Big Analytics Roundup (December 21, 2015)
With the holidays approaching, we still have some hard news; plus, some explainers and end of 2015 roundups. I’ll post my own roundup of 2015 later this week.
- In InfoWorld, H2O.ai’s Sri Ambati delivers a well-written practical introduction to machine learning.
- There’s a new look at RTInsights, a site that aggregates interesting content on real time analytics.
- At Amigo Bulls Giulio Prisco wonders what Facebook’s open sourcing of Big Sur means for Facebook stock.
- Also on Slideshare, H2O.ai’s Matt Dowle celebrates clean data.
- On the AWS Big Data blog, Nick Corbett explains how to tune your Titan Graph database on AWS.
- On the Confluent blog, Liquan Pei explains how to build ETL with Kafka Connect.
- Rick Van Der Lans delivers an excellent guide to SQL syntax with Apache Drill.
- On DZone, Henryk Konsek explains how to connect Apache Camel with Apache Spark. FWIW.

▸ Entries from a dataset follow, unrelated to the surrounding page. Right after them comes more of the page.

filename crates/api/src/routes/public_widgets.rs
use axum::routing::get;
use axum::Router;

use crate::handlers::public_widgets;
use crate::state::AppState;

/// Anonymous dashboard layout.
///
/// ```text
/// GET /{uri_key}      display manifest
/// ```
pub fn dashboards_router() -> Router<AppState> {
    Router::new().route("/{uri_key}", get(public_widgets::get_display))
}

/// Anonymous widget queries, all taking `?uriKey&widgetId&startDate&endDate`.
///
/// ```text
/// GET /stix-core-objects/number
/// GET /stix-core-objects/distribution
/// GET /stix-core-objects/multi-time-series
/// GET /stix-core-objects/list
/// GET /stix-relationships/number
/// GET /stix-relationships/distribution
/// GET /stix-relationships/multi-time-series
/// GET /stix-relationships/list
/// GET /bookmarks
/// ```
pub fn widgets_router() -> Router<AppState> {
    Router::new()
        .route(
            "/stix-core-objects/number",
            get(public_widgets::stix_core_objects_number),
        )
        .route(
            "/stix-core-objects/distribution",
            get(public_widgets::stix_core_objects_distribution),
        )
        .route(
            "/stix-core-objects/multi-time-series",
            get(public_widgets::stix_core_objects_multi_time_series),
        )
        .route(
            "/stix-core-objects/list",
            get(public_widgets::stix_core_objects),
        )
        .route(
            "/stix-relationships/number",
            get(public_widgets::stix_relationships_number),
        )
        .route(
            "/stix-relationships/distribution",
            get(public_widgets::stix_relationships_distribution),
        )
        .route(
            "/stix-relationships/multi-time-series",
            get(public_widgets::stix_relationships_multi_time_series),
        )
        .route(
            "/stix-relationships/list",
            get(public_widgets::stix_relationships),
        )
        .route("/bookmarks", get(public_widgets::bookmarks))
}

- On the Slalom blog, Kevin Feit and Oliver Asmus explain how to get started with Microsoft Azure Machine Learning. Not that much explaining is required; AML is very easy to use.
Best of 2015
- Eric Knorr summarizes the year 2015 in cloud. Key bits: AWS pulls ahead; machine learning moves to the cloud; Microsoft’s hybrid cloud.
- On the Apache Flink blog, Robert Metzger updates the community on the year 2015 in Flink. More on Slideshare.

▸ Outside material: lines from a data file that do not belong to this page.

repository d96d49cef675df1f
//! Authentication primitives.
//!
//! - [`jwt`] -- JWT access-token generation and validation.

pub mod jwt;
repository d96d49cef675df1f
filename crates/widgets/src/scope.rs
//! Re-check of engine results against the scoped identity.
//!
//! The engine already filters by identity; these checks make sure nothing
//! outside the marking scope leaves the public path even if it does not.

use vantage_core::identity::ScopedIdentity;
use vantage_core::query::{DistributionItem, ElementPage, KnowledgeElement};

fn visible(identity: &ScopedIdentity, element: &KnowledgeElement) -> bool {
    identity.can_see_entity_type(&element.entity_type) && identity.can_see(&element.object_marking)
}

/// Drop page items the identity may not see.
pub fn retain_visible_page(identity: &ScopedIdentity, mut page: ElementPage) -> ElementPage {
    let before = page.items.len();
    page.items.retain(|e| visible(identity, e));
    let dropped = before - page.items.len();
    if dropped > 0 {
        tracing::warn!(
            dashboard_id = identity.dashboard_id,
            dropped,
            "Engine returned elements outside the public scope"
        );
        page.global_count = (page.global_count - dropped as i64).max(0);
    }
    page
}

/// Drop buckets whose resolved element the identity may not see.
///
/// Buckets without an element (plain attribute values) are kept.
pub fn retain_visible_buckets(
    identity: &ScopedIdentity,
    mut buckets: Vec<DistributionItem>,
) -> Vec<DistributionItem> {
    let before = buckets.len();
    buckets.retain(|b| b.entity.as_ref().is_none_or(|e| visible(identity, e)));
    if buckets.len() < before {
        tracing::warn!(
            dashboard_id = identity.dashboard_id,
            dropped = before - buckets.len(),
            "Engine returned buckets outside the public scope"
        );
    }
    buckets
}
//! Platform role names carried in access tokens.
//!
//! These must match the `ck_users_role` constraint in `20260301000003_create_users.sql`.

pub const ROLE_ADMIN: &str = "admin";
pub const ROLE_PUBLISHER: &str = "publisher";
pub const ROLE_VIEWER: &str = "viewer";

/// Every role the platform issues tokens for.
pub const ALL_ROLES: [&str; 3] = [ROLE_ADMIN, ROLE_PUBLISHER, ROLE_VIEWER];

pub fn is_known_role(role: &str) -> bool {
    ALL_ROLES.contains(&role)
}

#[cfg(test)]
mod tests {
    use super::*;

    #[test]
    fn only_platform_roles_are_known() {
        assert!(ALL_ROLES.iter().all(|r| is_known_role(r)));
        assert!(!is_known_role("Admin"));
        assert!(!is_known_role("creator"));
    }
}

(1) Time Series Analytics for Spark
(2) FuxiSort Smashes Sort Records
Here’s a story from October that I missed. A team from Alibaba demolishes the sort speed records in four categories with the unfortunately named FuxiSort.
(3) Qubole Adds Google Cloud Platform Support
Big Data-as-a-service provider Qubole announces Spark service for Google Cloud Platform. Qubole Data Service offers persistent Spark notebooks and automatic provisioning for Spark Clusters. QDS is now available on the three leading Cloud platforms.
(4) TPC Releases Benchmark Standard for Big Data
The Transaction Processing Council (TPC) releases TPC-DS 2.1, an industry standard benchmark for SQL-based Big Data systems. The standard models the complete decision support process, measuring query response time, throughput, data integration performance and data load for a given system configuration. Details here.
(5) New Stuff for Microsoft Azure Machine Learning
In other AML news, Azure customers can now apply Azure Machine Learning models as a function on streaming data. On Microsoft’s Machine Learning blog, Sudhesh Suresh reports. Gary Ericson delivers a cheat sheet.
(6) Small Improvements for BigInsights
IBM announces BigInsights 4.1 Fix Pack 2, which adds support for SLES and Spark 1.5.1, plus enhancements to Big SQL and Text Analytics.
(7) New Bits for Drill
The Drill team announces Release 1.4, with minor enhancements.